━━ GIVEN INFORMATION ━━
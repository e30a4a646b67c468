use std::collections::BTreeMap;

use chrono::{DateTime, Utc};
use serde::{Deserialize, Serialize};

#[derive(Debug, Clone, Copy, PartialEq, Eq, Hash, Serialize, Deserialize)]
#[serde(rename_all = "lowercase")]
pub enum Role {
    User,
    Assistant,
}

/// One step of supplementary reasoning attached to an assistant message.
#[derive(Debug, Clone, PartialEq, Eq, Serialize, Deserialize)]
pub struct ThinkingStep {
    #[serde(default, skip_serializing_if = "Option::is_none")]
    pub title: Option<String>,
    pub content: String,
    #[serde(default, skip_serializing_if = "Option::is_none")]
    pub summary: Option<String>,
}

impl ThinkingStep {
    pub fn new(content: impl Into<String>) -> Self {
        Self { title: None, content: content.into(), summary: None }
    }
}

#[derive(Debug, Clone, PartialEq, Eq, Serialize, Deserialize)]
pub struct Message {
    pub role: Role,
    /// The primary answer. Thinking never stands in for it, even when empty.
    pub content: String,
    #[serde(default, skip_serializing_if = "Vec::is_empty")]
    pub thinking: Vec<ThinkingStep>,
    #[serde(default, skip_serializing_if = "Option::is_none")]
    pub thinking_summary: Option<String>,
    #[serde(default, with = "chrono::serde::ts_seconds_option")]
    pub ts: Option<DateTime<Utc>>,
}

impl Message {
    pub fn new(role: Role, content: impl Into<String>) -> Self {
        Self { role, content: content.into(), thinking: Vec::new(), thinking_summary: None, ts: None }
    }

    pub fn with_ts(mut self, ts: Option<DateTime<Utc>>) -> Self {
        self.ts = ts;
        self
    }

    /// True when the message carries nothing worth showing.
    pub fn is_blank(&self) -> bool {
        self.content.trim().is_empty()
            && self.thinking.is_empty()
            && self.thinking_summary.as_deref().is_none_or(|s| s.trim().is_empty())
    }
}

#[derive(Debug, Clone, Default, PartialEq, Eq, Serialize, Deserialize)]
pub struct ConversationMeta {
    #[serde(default, skip_serializing_if = "Option::is_none")]
    pub model_slug: Option<String>,
    #[serde(default, skip_serializing_if = "Option::is_none")]
    pub thinking_effort: Option<String>,
    #[serde(default, skip_serializing_if = "Option::is_none")]
    pub created_at: Option<DateTime<Utc>>,
    #[serde(default, skip_serializing_if = "Option::is_none")]
    pub updated_at: Option<DateTime<Utc>>,
}

/// A fully hydrated conversation in vendor-neutral form.
#[derive(Debug, Clone, PartialEq, Eq, Serialize, Deserialize)]
pub struct Conversation {
    pub id: String,
    pub title: String,
    pub meta: ConversationMeta,
    pub messages: Vec<Message>,
}

impl Conversation {
    /// Body text fed to the search index: message contents plus thinking.
    pub fn search_body(&self) -> String {
        let mut body = String::new();
        for message in &self.messages {
            push_line(&mut body, &message.content);
            for step in &message.thinking {
                push_line(&mut body, &step.content);
                if let Some(summary) = &step.summary {
                    push_line(&mut body, summary);
                }
            }
            if let Some(summary) = &message.thinking_summary {
                push_line(&mut body, summary);
            }
        }
        body
    }
}

fn push_line(buf: &mut String, text: &str) {
    let text = text.trim();
    if text.is_empty() {
        return;
    }
    if !buf.is_empty() {
        buf.push('\n');
    }
    buf.push_str(text);
}

/// Lightweight listing entry.
#[derive(Debug, Clone, PartialEq, Eq, Serialize, Deserialize)]
pub struct ConversationSummary {
    pub id: String,
    pub title: String,
    pub category: String,
    pub source_id: String,
    pub updated_at: Option<DateTime<Utc>>,
}

/// Result of listing one source: summaries grouped by category plus the number of
/// records that failed to parse and were left out.
#[derive(Debug, Clone, Default, PartialEq, Eq, Serialize, Deserialize)]
pub struct ConversationListing {
    pub categories: BTreeMap<String, Vec<ConversationSummary>>,
    pub skipped: usize,
}

impl ConversationListing {
    /// Group summaries by category, newest first inside each category.
    pub fn from_summaries(summaries: Vec<ConversationSummary>, skipped: usize) -> Self {
        let mut categories: BTreeMap<String, Vec<ConversationSummary>> = BTreeMap::new();
        for summary in summaries {
            categories.entry(summary.category.clone()).or_default().push(summary);
        }
        for items in categories.values_mut() {
            items.sort_by(|a, b| b.updated_at.cmp(&a.updated_at).then_with(|| a.id.cmp(&b.id)));
        }
        Self { categories, skipped }
    }

    pub fn len(&self) -> usize {
        self.categories.values().map(Vec::len).sum()
    }

    pub fn is_empty(&self) -> bool {
        self.len() == 0
    }

    pub fn summaries(&self) -> impl Iterator<Item = &ConversationSummary> {
        self.categories.values().flatten()
    }

    pub fn find(&self, category: &str, id: &str) -> Option<&ConversationSummary> {
        self.categories.get(category)?.iter().find(|s| s.id == id)
    }
}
━━━
**PROBLEM**
Down to the last character, restate every record.

**RESULT**
repository e30a4a646b67c468
use std::collections::BTreeMap;

use chrono::{DateTime, Utc};
use serde::{Deserialize, Serialize};

#[derive(Debug, Clone, Copy, PartialEq, Eq, Hash, Serialize, Deserialize)]
#[serde(rename_all = "lowercase")]
pub enum Role {
    User,
    Assistant,
}

/// One step of supplementary reasoning attached to an assistant message.
#[derive(Debug, Clone, PartialEq, Eq, Serialize, Deserialize)]
pub struct ThinkingStep {
    #[serde(default, skip_serializing_if = "Option::is_none")]
    pub title: Option<String>,
    pub content: String,
    #[serde(default, skip_serializing_if = "Option::is_none")]
    pub summary: Option<String>,
}

impl ThinkingStep {
    pub fn new(content: impl Into<String>) -> Self {
        Self { title: None, content: content.into(), summary: None }
    }
}

#[derive(Debug, Clone, PartialEq, Eq, Serialize, Deserialize)]
pub struct Message {
    pub role: Role,
    /// The primary answer. Thinking never stands in for it, even when empty.
    pub content: String,
    #[serde(default, skip_serializing_if = "Vec::is_empty")]
    pub thinking: Vec<ThinkingStep>,
    #[serde(default, skip_serializing_if = "Option::is_none")]
    pub thinking_summary: Option<String>,
    #[serde(default, with = "chrono::serde::ts_seconds_option")]
    pub ts: Option<DateTime<Utc>>,
}

impl Message {
    pub fn new(role: Role, content: impl Into<String>) -> Self {
        Self { role, content: content.into(), thinking: Vec::new(), thinking_summary: None, ts: None }
    }

    pub fn with_ts(mut self, ts: Option<DateTime<Utc>>) -> Self {
        self.ts = ts;
        self
    }

    /// True when the message carries nothing worth showing.
    pub fn is_blank(&self) -> bool {
        self.content.trim().is_empty()
            && self.thinking.is_empty()
            && self.thinking_summary.as_deref().is_none_or(|s| s.trim().is_empty())
    }
}

#[derive(Debug, Clone, Default, PartialEq, Eq, Serialize, Deserialize)]
pub struct ConversationMeta {
    #[serde(default, skip_serializing_if = "Option::is_none")]
    pub model_slug: Option<String>,
    #[serde(default, skip_serializing_if = "Option::is_none")]
    pub thinking_effort: Option<String>,
    #[serde(default, skip_serializing_if = "Option::is_none")]
    pub created_at: Option<DateTime<Utc>>,
    #[serde(default, skip_serializing_if = "Option::is_none")]
    pub updated_at: Option<DateTime<Utc>>,
}

/// A fully hydrated conversation in vendor-neutral form.
#[derive(Debug, Clone, PartialEq, Eq, Serialize, Deserialize)]
pub struct Conversation {
    pub id: String,
    pub title: String,
    pub meta: ConversationMeta,
    pub messages: Vec<Message>,
}

impl Conversation {
    /// Body text fed to the search index: message contents plus thinking.
    pub fn search_body(&self) -> String {
        let mut body = String::new();
        for message in &self.messages {
            push_line(&mut body, &message.content);
            for step in &message.thinking {
                push_line(&mut body, &step.content);
                if let Some(summary) = &step.summary {
                    push_line(&mut body, summary);
                }
            }
            if let Some(summary) = &message.thinking_summary {
                push_line(&mut body, summary);
            }
        }
        body
    }
}

fn push_line(buf: &mut String, text: &str) {
    let text = text.trim();
    if text.is_empty() {
        return;
    }
    if !buf.is_empty() {
        buf.push('\n');
    }
    buf.push_str(text);
}

/// Lightweight listing entry.
#[derive(Debug, Clone, PartialEq, Eq, Serialize, Deserialize)]
pub struct ConversationSummary {
    pub id: String,
    pub title: String,
    pub category: String,
    pub source_id: String,
    pub updated_at: Option<DateTime<Utc>>,
}

/// Result of listing one source: summaries grouped by category plus the number of
/// records that failed to parse and were left out.
#[derive(Debug, Clone, Default, PartialEq, Eq, Serialize, Deserialize)]
pub struct ConversationListing {
    pub categories: BTreeMap<String, Vec<ConversationSummary>>,
    pub skipped: usize,
}

impl ConversationListing {
    /// Group summaries by category, newest first inside each category.
    pub fn from_summaries(summaries: Vec<ConversationSummary>, skipped: usize) -> Self {
        let mut categories: BTreeMap<String, Vec<ConversationSummary>> = BTreeMap::new();
        for summary in summaries {
            categories.entry(summary.category.clone()).or_default().push(summary);
        }
        for items in categories.values_mut() {
            items.sort_by(|a, b| b.updated_at.cmp(&a.updated_at).then_with(|| a.id.cmp(&b.id)));
        }
        Self { categories, skipped }
    }

    pub fn len(&self) -> usize {
        self.categories.values().map(Vec::len).sum()
    }

    pub fn is_empty(&self) -> bool {
        self.len() == 0
    }

    pub fn summaries(&self) -> impl Iterator<Item = &ConversationSummary> {
        self.categories.values().flatten()
    }

    pub fn find(&self, category: &str, id: &str) -> Option<&ConversationSummary> {
        self.categories.get(category)?.iter().find(|s| s.id == id)
    }
}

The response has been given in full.